**Exercise objective**
Please return every line of the records below that holds the word "transport".

**Data shown**
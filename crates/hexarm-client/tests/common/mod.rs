//! 集成测试共用设施
//!
//! - 加速版配置表（行程/速度按测试时长调小调快，几何范围与
//!   出厂表一致，保证运动学场景可复用）
//! - 位置式限位开关模拟器：盯着模拟固件的物理里程，跨过安装
//!   阈值就发边沿事件，天然支持回零重跑与开机压着开关的场景

// 不同测试二进制各取所需
#![allow(dead_code)]

use std::sync::Arc;
use std::time::{Duration, Instant};

use crossbeam_channel::Sender;
use hexarm_client::{switch_channel, ArmConfig, JointConfig, Robot, SwitchEvent};
use hexarm_gateway::{DeviceIndex, Gateway, MockFirmware, MockHandle};
use hexarm_kinematics::{Joint, JointArray};

/// 初始化测试日志（重复调用无害）
pub fn init_tracing() {
    let _ = tracing_subscriber::fmt().with_test_writer().try_init();
}

/// 测试用快速配置：几何参数照抄出厂表，速度抬高到回零只需
/// 几百毫秒
pub fn fast_config() -> ArmConfig {
    let factory = ArmConfig::hexarm();
    let joints = factory.joints().clone().map(|config| JointConfig {
        max_speed: 500.0,
        max_accel: 1000.0,
        homing_speed: 400.0,
        ..config
    });
    ArmConfig::new(joints).expect("fast config must validate")
}

/// 单个关节的虚拟限位开关
///
/// 安装在物理里程 `threshold` 处：负向回零的关节在
/// `odometer <= threshold` 时压下，正向回零相反。
pub struct SwitchSimulator {
    handle: MockHandle,
    device: DeviceIndex,
    threshold: f64,
    positive: bool,
    sender: Sender<SwitchEvent>,
}

impl SwitchSimulator {
    pub fn spawn(
        handle: MockHandle,
        device: DeviceIndex,
        threshold: f64,
        positive: bool,
        sender: Sender<SwitchEvent>,
    ) {
        let simulator = SwitchSimulator {
            handle,
            device,
            threshold,
            positive,
            sender,
        };
        std::thread::spawn(move || simulator.run());
    }

    fn pressed(&self) -> bool {
        let odometer = self.handle.odometer(self.device);
        if self.positive {
            odometer >= self.threshold
        } else {
            odometer <= self.threshold
        }
    }

    fn run(self) {
        let mut was_pressed = false;
        loop {
            let pressed = self.pressed();
            if pressed != was_pressed {
                let event = if pressed {
                    SwitchEvent::Press
                } else {
                    SwitchEvent::Release
                };
                if self.sender.send(event).is_err() {
                    return;
                }
                was_pressed = pressed;
            }
            std::thread::sleep(Duration::from_micros(300));
        }
    }
}

/// 搭一台完整的模拟机器人
///
/// 每个关节的开关装在"当前位置往回零方向走 `travel_fraction` 个
/// 寻位行程"的物理位置上（H1 场景的 40% 即 `0.4`）。
pub fn mock_robot(config: ArmConfig, travel_fraction: f64) -> (Robot, MockHandle) {
    init_tracing();
    let (transport, handle) = MockFirmware::spawn();
    let gateway = Arc::new(Gateway::connect(Box::new(transport)));

    let mut senders: Vec<Sender<SwitchEvent>> = Vec::new();
    let mut receivers = Vec::new();
    for _ in 0..6 {
        let (tx, rx) = switch_channel();
        senders.push(tx);
        receivers.push(rx);
    }
    let mut receivers = receivers.into_iter();
    let switches = JointArray::new(std::array::from_fn(|_| {
        receivers.next().expect("six switch channels")
    }));

    for joint in Joint::ALL {
        let joint_config = config.joint(joint);
        let travel = joint_config
            .steps_from_deg(joint_config.homing_travel().0);
        let threshold = travel * travel_fraction;
        let positive = travel > 0.0;
        SwitchSimulator::spawn(
            handle.clone(),
            joint_config.device,
            threshold,
            positive,
            senders[joint.index()].clone(),
        );
    }
    drop(senders); // 模拟器线程各自持有克隆，通道不会关闭

    let robot = Robot::new(gateway, config, switches).expect("robot construction");
    (robot, handle)
}

/// 等待谓词成立（测试辅助）
pub fn wait_for(timeout: Duration, what: &str, predicate: impl Fn() -> bool) {
    let deadline = Instant::now() + timeout;
    while !predicate() {
        assert!(Instant::now() < deadline, "timed out waiting for {}", what);
        std::thread::sleep(Duration::from_millis(1));
    }
}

**Response**
    let (transport, handle) = MockFirmware::spawn();
    let gateway = Arc::new(Gateway::connect(Box::new(transport)));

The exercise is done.